A career in law is always a constant juggling act. Your day never turns out the way you expect it to when you arrive at your desk. It’s fast-paced, exciting, and full of opportunity to build the career you want. After all, you’re in the world's most important financial centre so you get to work on really high quality transactions.
As a trainee and then as an associate, I worked on a wide range of transactions and cases as I built on what I had learned at law school. There’s been plenty of opportunity to develop my technical legal skills over the course of my career, and I have to say, you never stop learning.
The law changes over time so you have to stay abreast of legal developments relevant to your practice. But it's surprising how often you have to go back to first principles. You will never know everything, but with lots of practical experience, you at least become better at spotting issues and knowing what questions you should be asking (even if you don't know the answers).

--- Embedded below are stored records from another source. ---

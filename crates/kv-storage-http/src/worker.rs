use std::future::Future;
use std::sync::Arc;

use kv_storage_core::{
    AsyncToken, DeleteListener, DeleteNotifier, KvRecord, LoadedValue, StorageError,
    StorageWorker, SubscriptionId,
};
use tokio::runtime::Handle;
use tracing::debug;

use crate::client::KvClient;
use crate::config::Config;

/// [`StorageWorker`] backed by the key-value REST API.
///
/// Each call is spawned on the tokio runtime the worker was created with and
/// the returned token resolves from that task.
pub struct HttpStorageWorker {
    client: Arc<KvClient>,
    runtime: Handle,
    notifier: Arc<DeleteNotifier>,
}

impl HttpStorageWorker {
    pub fn new(client: KvClient, runtime: Handle) -> Self {
        Self {
            client: Arc::new(client),
            runtime,
            notifier: Arc::new(DeleteNotifier::new()),
        }
    }

    /// Build a client from `config` and bind to the current tokio runtime.
    pub fn from_config(config: Config) -> Result<Self, StorageError> {
        let runtime = Handle::try_current()
            .map_err(|e| StorageError::Transport(format!("No tokio runtime available: {}", e)))?;
        Ok(Self::new(KvClient::new(config)?, runtime))
    }

    pub fn client(&self) -> &KvClient {
        &self.client
    }

    fn spawn<T, F>(&self, request: F) -> AsyncToken<T>
    where
        T: Clone + Send + 'static,
        F: Future<Output = Result<T, StorageError>> + Send + 'static,
    {
        let token = AsyncToken::new();
        let resolver = token.clone();
        self.runtime.spawn(async move {
            resolver.resolve(request.await);
        });
        token
    }
}

impl StorageWorker for HttpStorageWorker {
    fn get_all(&self) -> AsyncToken<Vec<KvRecord>> {
        let client = Arc::clone(&self.client);
        self.spawn(async move { client.list().await })
    }

    fn create(&self, value: serde_json::Value) -> AsyncToken<KvRecord> {
        let client = Arc::clone(&self.client);
        self.spawn(async move { client.create(&value).await })
    }

    fn load(&self, key: &str) -> AsyncToken<LoadedValue> {
        let client = Arc::clone(&self.client);
        let key = key.to_string();
        self.spawn(async move {
            let record = client.get(&key).await?;
            let value = serde_json::from_str(&record.value)?;
            Ok(LoadedValue {
                value,
                version: record.version,
            })
        })
    }

    fn save(
        &self,
        key: &str,
        value: serde_json::Value,
        tags: &str,
        version: u64,
    ) -> AsyncToken<()> {
        let client = Arc::clone(&self.client);
        let key = key.to_string();
        let tags = tags.to_string();
        self.spawn(async move { client.put(&key, &value, &tags, version).await })
    }

    fn delete(&self, key: &str) -> AsyncToken<()> {
        let client = Arc::clone(&self.client);
        let notifier = Arc::clone(&self.notifier);
        let key = key.to_string();
        self.spawn(async move {
            client.delete(&key).await?;
            debug!("Broadcasting delete of {}", key);
            notifier.notify(&key);
            Ok(())
        })
    }

    fn subscribe_deletes(&self, listener: DeleteListener) -> SubscriptionId {
        self.notifier.subscribe(listener)
    }

    fn unsubscribe_deletes(&self, id: SubscriptionId) -> bool {
        self.notifier.unsubscribe(id)
    }
}

#[cfg(test)]
mod tests {
    use super::*;
    use std::sync::Mutex;

    use kv_storage_core::{ErrorKind, StorageService};
    use serde_json::json;
    use wiremock::matchers::{body_json, header, method, path};
    use wiremock::{Mock, MockServer, ResponseTemplate};

    fn config(server: &MockServer, api_token: Option<&str>) -> Config {
        Config {
            base_url: server.uri(),
            user_id: "u1".to_string(),
            api_token: api_token.map(str::to_string),
            timeout_secs: 5,
        }
    }

    fn worker(server: &MockServer) -> HttpStorageWorker {
        HttpStorageWorker::from_config(config(server, None)).unwrap()
    }

    fn record_json(key: &str, value: &str, tags: &str, version: u64) -> serde_json::Value {
        json!({
            "key": key,
            "value": value,
            "owner": "u1",
            "tags": tags,
            "version": version
        })
    }

    #[tokio::test]
    async fn test_get_all() {
        let server = MockServer::start().await;
        Mock::given(method("GET"))
            .and(path("/user/u1/kv"))
            .respond_with(ResponseTemplate::new(200).set_body_json(json!({
                "success": true,
                "error": null,
                "body": [
                    record_json("a", "1", "x", 3),
                    record_json("b", "2", "y", 0)
                ]
            })))
            .expect(1)
            .mount(&server)
            .await;

        let records = worker(&server).get_all().wait().await.unwrap();
        assert_eq!(records.len(), 2);
        assert_eq!(records[0].key, "a");
        assert_eq!(records[0].version, 3);
        assert_eq!(records[1].tags, "y");
    }

    #[tokio::test]
    async fn test_unsuccessful_envelope_surfaces_error_text() {
        let server = MockServer::start().await;
        Mock::given(method("GET"))
            .and(path("/user/u1/kv"))
            .respond_with(ResponseTemplate::new(403).set_body_json(json!({
                "success": false,
                "error": "Not authorized to access this user's kvs."
            })))
            .mount(&server)
            .await;

        let err = worker(&server).get_all().wait().await.unwrap_err();
        assert_eq!(err.kind(), ErrorKind::Transport);
        assert_eq!(err.to_string(), "Not authorized to access this user's kvs.");
    }

    #[tokio::test]
    async fn test_non_envelope_error_includes_status() {
        let server = MockServer::start().await;
        Mock::given(method("GET"))
            .and(path("/user/u1/kv/k"))
            .respond_with(ResponseTemplate::new(502).set_body_string("Bad Gateway"))
            .mount(&server)
            .await;

        let err = worker(&server).load("k").wait().await.unwrap_err();
        assert!(err.to_string().contains("502"));
        assert!(err.to_string().contains("Bad Gateway"));
    }

    #[tokio::test]
    async fn test_load_decodes_value() {
        let server = MockServer::start().await;
        Mock::given(method("GET"))
            .and(path("/user/u1/kv/k"))
            .respond_with(ResponseTemplate::new(200).set_body_json(json!({
                "success": true,
                "body": record_json("k", r#"{"score":12}"#, "", 7)
            })))
            .mount(&server)
            .await;

        let loaded = worker(&server).load("k").wait().await.unwrap();
        assert_eq!(loaded.value, json!({"score": 12}));
        assert_eq!(loaded.version, 7);
    }

    #[tokio::test]
    async fn test_load_with_undecodable_value() {
        let server = MockServer::start().await;
        Mock::given(method("GET"))
            .and(path("/user/u1/kv/k"))
            .respond_with(ResponseTemplate::new(200).set_body_json(json!({
                "success": true,
                "body": record_json("k", "{not json", "", 1)
            })))
            .mount(&server)
            .await;

        let err = worker(&server).load("k").wait().await.unwrap_err();
        assert_eq!(err.kind(), ErrorKind::Transport);
        assert!(err.to_string().starts_with("Invalid payload"));
    }

    #[tokio::test]
    async fn test_create_posts_value() {
        let server = MockServer::start().await;
        Mock::given(method("POST"))
            .and(path("/user/u1/kv"))
            .and(body_json(json!({"value": {"title": "doc"}})))
            .respond_with(ResponseTemplate::new(200).set_body_json(json!({
                "success": true,
                "body": record_json("new-key", r#"{"title":"doc"}"#, "documents", 0)
            })))
            .expect(1)
            .mount(&server)
            .await;

        let record = worker(&server)
            .create(json!({"title": "doc"}))
            .wait()
            .await
            .unwrap();
        assert_eq!(record.key, "new-key");
        assert_eq!(record.tags, "documents");
    }

    #[tokio::test]
    async fn test_save_puts_value_tags_and_version() {
        let server = MockServer::start().await;
        Mock::given(method("PUT"))
            .and(path("/user/u1/kv/k"))
            .and(body_json(json!({"value": [1, 2], "tags": "a,b", "version": 4})))
            .respond_with(ResponseTemplate::new(200).set_body_json(json!({"success": true})))
            .expect(1)
            .mount(&server)
            .await;

        worker(&server)
            .save("k", json!([1, 2]), "a,b", 4)
            .wait()
            .await
            .unwrap();
    }

    #[tokio::test]
    async fn test_bearer_token_is_sent() {
        let server = MockServer::start().await;
        Mock::given(method("GET"))
            .and(path("/user/u1/kv"))
            .and(header("Authorization", "Bearer secret"))
            .respond_with(
                ResponseTemplate::new(200).set_body_json(json!({"success": true, "body": []})),
            )
            .expect(1)
            .mount(&server)
            .await;

        let worker = HttpStorageWorker::from_config(config(&server, Some("secret"))).unwrap();
        assert!(worker.get_all().wait().await.unwrap().is_empty());
    }

    #[tokio::test]
    async fn test_rate_limited_request_is_retried() {
        let server = MockServer::start().await;
        Mock::given(method("GET"))
            .and(path("/user/u1/kv"))
            .respond_with(ResponseTemplate::new(429))
            .up_to_n_times(1)
            .mount(&server)
            .await;
        Mock::given(method("GET"))
            .and(path("/user/u1/kv"))
            .respond_with(
                ResponseTemplate::new(200).set_body_json(json!({"success": true, "body": []})),
            )
            .mount(&server)
            .await;

        assert!(worker(&server).get_all().wait().await.unwrap().is_empty());
    }

    #[tokio::test]
    async fn test_delete_broadcasts_key() {
        let server = MockServer::start().await;
        Mock::given(method("DELETE"))
            .and(path("/user/u1/kv/k"))
            .respond_with(ResponseTemplate::new(200).set_body_json(json!({"success": true})))
            .mount(&server)
            .await;

        let worker = worker(&server);
        let deleted = Arc::new(Mutex::new(Vec::new()));
        let sink = Arc::clone(&deleted);
        worker.subscribe_deletes(Arc::new(move |key: &str| {
            sink.lock().unwrap().push(key.to_string());
        }));

        worker.delete("k").wait().await.unwrap();
        assert_eq!(*deleted.lock().unwrap(), vec!["k".to_string()]);
    }

    #[tokio::test]
    async fn test_failed_delete_does_not_broadcast() {
        let server = MockServer::start().await;
        Mock::given(method("DELETE"))
            .and(path("/user/u1/kv/k"))
            .respond_with(ResponseTemplate::new(404).set_body_json(json!({
                "success": false,
                "error": "No kv with that key."
            })))
            .mount(&server)
            .await;

        let worker = worker(&server);
        let deleted = Arc::new(Mutex::new(Vec::<String>::new()));
        let sink = Arc::clone(&deleted);
        worker.subscribe_deletes(Arc::new(move |key: &str| {
            sink.lock().unwrap().push(key.to_string());
        }));

        let err = worker.delete("k").wait().await.unwrap_err();
        assert_eq!(err.to_string(), "No kv with that key.");
        assert!(deleted.lock().unwrap().is_empty());
    }

    #[tokio::test]
    async fn test_service_over_http() {
        let server = MockServer::start().await;
        Mock::given(method("GET"))
            .and(path("/user/u1/kv"))
            .respond_with(ResponseTemplate::new(200).set_body_json(json!({
                "success": true,
                "body": [
                    record_json("a", "1", "docs", 2),
                    record_json("b", "2", "docs,shared", 5)
                ]
            })))
            .expect(1)
            .mount(&server)
            .await;
        Mock::given(method("PUT"))
            .and(path("/user/u1/kv/b"))
            .and(body_json(json!({"value": 3, "tags": "docs,shared", "version": 6})))
            .respond_with(ResponseTemplate::new(200).set_body_json(json!({"success": true})))
            .expect(1)
            .mount(&server)
            .await;
        Mock::given(method("DELETE"))
            .and(path("/user/u1/kv/a"))
            .respond_with(ResponseTemplate::new(200).set_body_json(json!({"success": true})))
            .expect(1)
            .mount(&server)
            .await;

        let service = StorageService::new(Arc::new(worker(&server)));
        let first = service.refresh();
        let second = service.refresh();
        first.wait().await.unwrap();
        second.wait().await.unwrap();
        assert_eq!(service.find_all("docs").len(), 2);

        let shared = service.find_one("shared").unwrap();
        assert_eq!(shared.save(json!(3)).wait().await.unwrap(), 6);
        assert_eq!(shared.manifest_version(), 6);

        service.get("a").unwrap().delete().wait().await.unwrap();
        assert_eq!(service.len(), 1);
        assert_eq!(service.all()[0].key(), "b");
    }
}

Technical legal skills are vital, of course. But they’re not enough to enable you to do a good job. As you become more senior, you'll learn to manage and lead teams of more junior lawyers; you'll develop strong organisational and communication skills; and you’ll improve your ability to analyse vast amounts of information and identify the key issues. Those skills will be useful to you, no matter which area of law you decide to pursue.
Everyone is learning all the time, so there are no egos and no prima donnas – we're normal people. We take our jobs seriously but we don't take ourselves too seriously. It means I enjoy coming into work every day because I like the people I work with. And I know that my colleagues will support me.